The musical plays on themes of longing, loneliness and passion (both requited and unrequited). It was a daring and complex work when it premiered in 1984 and remains one today.
In the roles of George, Gyllenhaal delivers a multi-layered performance as the misfit artist, charting new territory. His George is a man deeply in tune with physical beings yet oblivious to the needs of the people around him. "George, there is someone in this dress," his model says early in the play as he stare intently at her, seeing her and not seeing her at the same time. It is here that both George's passion and loneliness are perfectly on display. And although vocally, he lacks the brilliance of Patinkin's upper register, he, like his artist character, is able to blend some rich vocal color out of a limited palette.
Opposite Gyllenhaal in the dual roles of Seurat's model and lover Dot and her nonagenarian daughter Marie, Ashford once again proves herself to be one of Broadway's most skilled musical comediennes. Not missing a chance to get a laugh or jerk a tear, Ashford embodies a seemingly bottomless font of unconditional love from which George either refuses to or is unable to drink.
Her choice to infuse the aging Marie with a deep Southern accent makes Act Two's "Children and Art" take on a whole new musical meaning, as she places emphasis on the blue notes evident in Sondheim's song and literally sings the blues. As someone who has been intimately familiar with this score for over three decades, this was nothing short of revelatory.

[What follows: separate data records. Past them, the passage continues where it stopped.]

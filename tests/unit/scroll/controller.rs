use super::*;
use crate::{
    animation::ease::Ease,
    animation::timeline::{Property, Segment},
    scroll::layout::StackedLayout,
    scroll::sink::InMemorySink,
};

fn viewport() -> Viewport {
    Viewport::new(1000.0, 1000.0).unwrap()
}

fn layout() -> StackedLayout {
    StackedLayout::new(viewport())
        .section("a", 1.0)
        .unwrap()
        .section("b", 1.0)
        .unwrap()
        .section("c", 1.0)
        .unwrap()
        .element("c.card", "c", 0.5)
        .unwrap()
}

fn x(element: &str) -> TargetProperty {
    TargetProperty::new(element, Property::X)
}

fn linear(element: &str, from: f64, to: f64) -> Timeline {
    Timeline::from_segments(vec![Segment {
        target: x(element),
        from,
        to,
        start: 0.0,
        duration: 1.0,
        ease: Ease::Linear,
    }])
    .unwrap()
}

fn pinned(section: &str, scrub: f64) -> ScrollBinding {
    ScrollBinding::pinned(section, 1.0, scrub, linear(section, 0.0, 100.0)).unwrap()
}

#[test]
fn missing_trigger_is_skipped() {
    let mut probe = layout();
    let mut ctl = ScrollController::new(viewport());
    assert!(ctl.bind(pinned("zzz", 0.0), &mut probe).is_none());
    assert!(ctl.is_empty());
}

#[test]
fn pins_add_spacers_and_shift_later_regions() {
    let mut probe = layout();
    let mut ctl = ScrollController::new(viewport());
    let a = ctl.bind(pinned("a", 0.0), &mut probe).unwrap();
    let b = ctl.bind(pinned("b", 0.0), &mut probe).unwrap();

    assert_eq!(ctl.region(a).unwrap().start_px, 0.0);
    assert_eq!(ctl.region(a).unwrap().end_px, 1000.0);
    // `b` sits below `a` plus a's 1000px spacer.
    assert_eq!(ctl.region(b).unwrap().start_px, 2000.0);
    assert_eq!(ctl.region(b).unwrap().end_px, 3000.0);
    // 3 sections + 2 spacers - viewport.
    assert_eq!(ctl.max_scroll(), 4000.0);

    let regions = ctl.pinned_regions();
    assert_eq!(regions.len(), 2);
    assert_eq!(regions[0].section.as_str(), "a");
    assert_eq!(regions[1].section.as_str(), "b");
}

#[test]
fn unscrubbed_progress_follows_scroll_and_diffs_output() {
    let mut probe = layout();
    let mut ctl = ScrollController::new(viewport());
    ctl.bind(pinned("a", 0.0), &mut probe).unwrap();
    let mut sink = InMemorySink::new();

    assert_eq!(ctl.tick(1.0 / 60.0, &mut sink), 1);
    assert_eq!(sink.last(&x("a")), Some(0.0));

    ctl.set_scroll(250.0);
    ctl.tick(1.0 / 60.0, &mut sink);
    assert_eq!(sink.last(&x("a")), Some(25.0));

    // Unchanged scroll applies nothing new.
    sink.drain();
    assert_eq!(ctl.tick(1.0 / 60.0, &mut sink), 0);
    assert!(sink.applied().is_empty());
    assert!(!ctl.needs_frame());
}

#[test]
fn scrub_lags_behind_scroll() {
    let mut probe = layout();
    let mut ctl = ScrollController::new(viewport());
    let id = ctl.bind(pinned("a", 0.6), &mut probe).unwrap();
    let mut sink = InMemorySink::new();
    ctl.tick(0.0, &mut sink);

    ctl.set_scroll(1000.0);
    ctl.tick(1.0 / 60.0, &mut sink);
    let first = sink.last(&x("a")).unwrap();
    assert!(first > 0.0 && first < 100.0);
    assert!(ctl.needs_frame());

    for _ in 0..600 {
        ctl.tick(1.0 / 60.0, &mut sink);
    }
    assert_eq!(sink.last(&x("a")), Some(100.0));
    assert!(!ctl.needs_frame());
    assert!(ctl.evaluations(id).unwrap() > 2);
}

#[test]
fn unbound_timeline_is_never_evaluated_again() {
    let mut probe = layout();
    let mut ctl = ScrollController::new(viewport());
    let a = ctl.bind(pinned("a", 0.6), &mut probe).unwrap();
    ctl.bind(pinned("b", 0.0), &mut probe).unwrap();
    let mut sink = InMemorySink::new();
    ctl.tick(0.0, &mut sink);

    // Leave `a` mid-catch-up, then tear it down.
    ctl.set_scroll(800.0);
    ctl.tick(1.0 / 60.0, &mut sink);
    assert!(ctl.unbind(a));
    assert!(!ctl.contains(a));
    assert_eq!(ctl.evaluations(a), None);

    sink.drain();
    for step in 0..120 {
        ctl.set_scroll(step as f64 * 20.0);
        ctl.tick(1.0 / 60.0, &mut sink);
    }
    assert!(sink.applied().iter().all(|v| v.target.element.as_str() != "a"));
    assert!(!ctl.unbind(a));
}

#[test]
fn unbind_section_removes_bindings_and_playbacks() {
    let mut probe = layout();
    let mut ctl = ScrollController::new(viewport());
    ctl.bind(pinned("a", 0.0), &mut probe).unwrap();
    ctl.bind(pinned("b", 0.0), &mut probe).unwrap();
    let pb = ctl.play("a", linear("a", 5.0, 6.0), 1.0).unwrap();

    assert_eq!(ctl.unbind_section(&"a".into()), 2);
    assert!(!ctl.is_playing(pb));
    assert_eq!(ctl.len(), 1);

    ctl.refresh(&mut probe);
    assert_eq!(ctl.pinned_regions()[0].region.start_px, 1000.0);
}

#[test]
fn leave_back_reset_applies_once_per_crossing() {
    let mut probe = layout();
    let mut ctl = ScrollController::new(viewport());
    let opacity = TargetProperty::new("b", Property::Opacity);
    let binding = pinned("b", 0.0).with_leave_back(vec![(opacity.clone(), 1.0)]);
    ctl.bind(binding, &mut probe).unwrap();
    // Only `b` is pinned, so it starts right after `a`.
    let start = 1000.0;
    let mut sink = InMemorySink::new();

    ctl.set_scroll(start + 500.0);
    ctl.tick(0.0, &mut sink);
    assert_eq!(sink.last(&opacity), None);

    ctl.set_scroll(start - 10.0);
    ctl.tick(0.0, &mut sink);
    assert_eq!(sink.last(&opacity), Some(1.0));
    let count = |s: &InMemorySink| s.applied().iter().filter(|v| v.target == opacity).count();
    assert_eq!(count(&sink), 1);

    // Staying above the start, even moving further up, does not re-apply.
    for y in [start - 20.0, start - 400.0, start] {
        ctl.set_scroll(y);
        ctl.tick(0.0, &mut sink);
    }
    assert_eq!(count(&sink), 1);
}

#[test]
fn playback_runs_to_completion_then_stops() {
    let mut probe = layout();
    let mut ctl = ScrollController::new(viewport());
    ctl.refresh(&mut probe);
    let pb = ctl.play("a", linear("a.rule", 0.0, 1.0), 2.0).unwrap();
    let mut sink = InMemorySink::new();
    let rule = x("a.rule");

    ctl.tick(0.0, &mut sink);
    assert_eq!(sink.last(&rule), Some(0.0));
    ctl.tick(1.0, &mut sink);
    assert_eq!(sink.last(&rule), Some(0.5));
    assert!(ctl.needs_frame());
    ctl.tick(1.5, &mut sink);
    assert_eq!(sink.last(&rule), Some(1.0));
    assert!(!ctl.is_playing(pb));
    assert!(ctl.play("a", Timeline::new(), 0.0).is_err());
}

#[test]
fn find_region_prefers_pinned_binding() {
    let mut probe = layout();
    let mut ctl = ScrollController::new(viewport());
    let reveal = ScrollBinding::reveal("c", "c", 0.9, 0.5, 0.0, Timeline::new()).unwrap();
    ctl.bind(reveal, &mut probe).unwrap();
    ctl.bind(pinned("c", 0.0), &mut probe).unwrap();

    let (binding, region) = ctl.find_region(&"c".into()).unwrap();
    assert!(binding.is_pinned());
    assert_eq!(region.start_px, 2000.0);

    let card = ScrollBinding::reveal("c", "c.card", 0.85, 0.55, 0.0, Timeline::new()).unwrap();
    ctl.bind(card, &mut probe).unwrap();
    let (binding, region) = ctl.find_region(&"c.card".into()).unwrap();
    assert!(!binding.is_pinned());
    assert_eq!(region.start_px, 2500.0 - 850.0);
    assert!(ctl.find_region(&"a".into()).is_none());
}

struct ShortDocument {
    max: f64,
}

impl LayoutProbe for ShortDocument {
    fn viewport(&self) -> Viewport {
        Viewport::new(800.0, 900.0).unwrap()
    }

    fn element_top(&self, id: &ElementId) -> Option<f64> {
        (id.as_str() == "a").then_some(0.0)
    }

    fn max_scroll(&self) -> f64 {
        self.max
    }

    fn set_pin_spacers(&mut self, _spacers: &[(ElementId, f64)]) {}
}

#[test]
fn document_shorter_than_viewport_has_nothing_to_scroll() {
    for max in [600.0 - 900.0, f64::NAN, f64::NEG_INFINITY] {
        let mut probe = ShortDocument { max };
        let mut ctl = ScrollController::new(probe.viewport());
        ctl.bind(pinned("a", 0.0), &mut probe);
        ctl.refresh(&mut probe);
        assert_eq!(ctl.max_scroll(), 0.0);
        assert_eq!(ctl.set_scroll(250.0), 0.0);
        assert_eq!(ctl.set_scroll(-10.0), 0.0);
    }
}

The ensemble of Broadway veterans is also particularly wonderful. Most notably Erin Davie, Robert Sean Leonard, Ruthie Ann Miles and David Turner as a competing artist, his wife and their servants. Brooks Ashmankas and Liz McCartney are remarkably hilarious as a pair of 19th century ugly American tourists.
On hand to realize the musical's theme of art and progeny is director Sarna Lapine, niece to the book writer and director of the original Broadway production, James Lapine. Originally presented as a gala production for the City Center Encores series, Lapine has taken the Encores concert staging approach to focus on the show's key themes rather than get caught up in the physical trappings of a large musical. In doing so, the show's sometimes disparate acts, which are separated by a century, feel more like part of a single whole instead of an aggregate.
And while the physical design team of designer Beowulf Boritt with projections by Tal Yarden and lights by Ken Billington all appear to be on the same page in creating the sometime visually complex world of Georges Seurat, the same regrettably cannot be said of Clint Ramos' texture-free costume design. Fortunately, audiences don't walk out of a musical humming costumes. Sondheim's gloriously layered score is fully realized with an onstage orchestra under the skillful baton of Chris Fenwick.
I've often said that if forced to choose my favorite Sondheim musical, it would have to be "Sunday in the Park with George," but only in its original incarnation with its original cast. I can happily revise that statement now. With work this good, there are always "so many possibilities."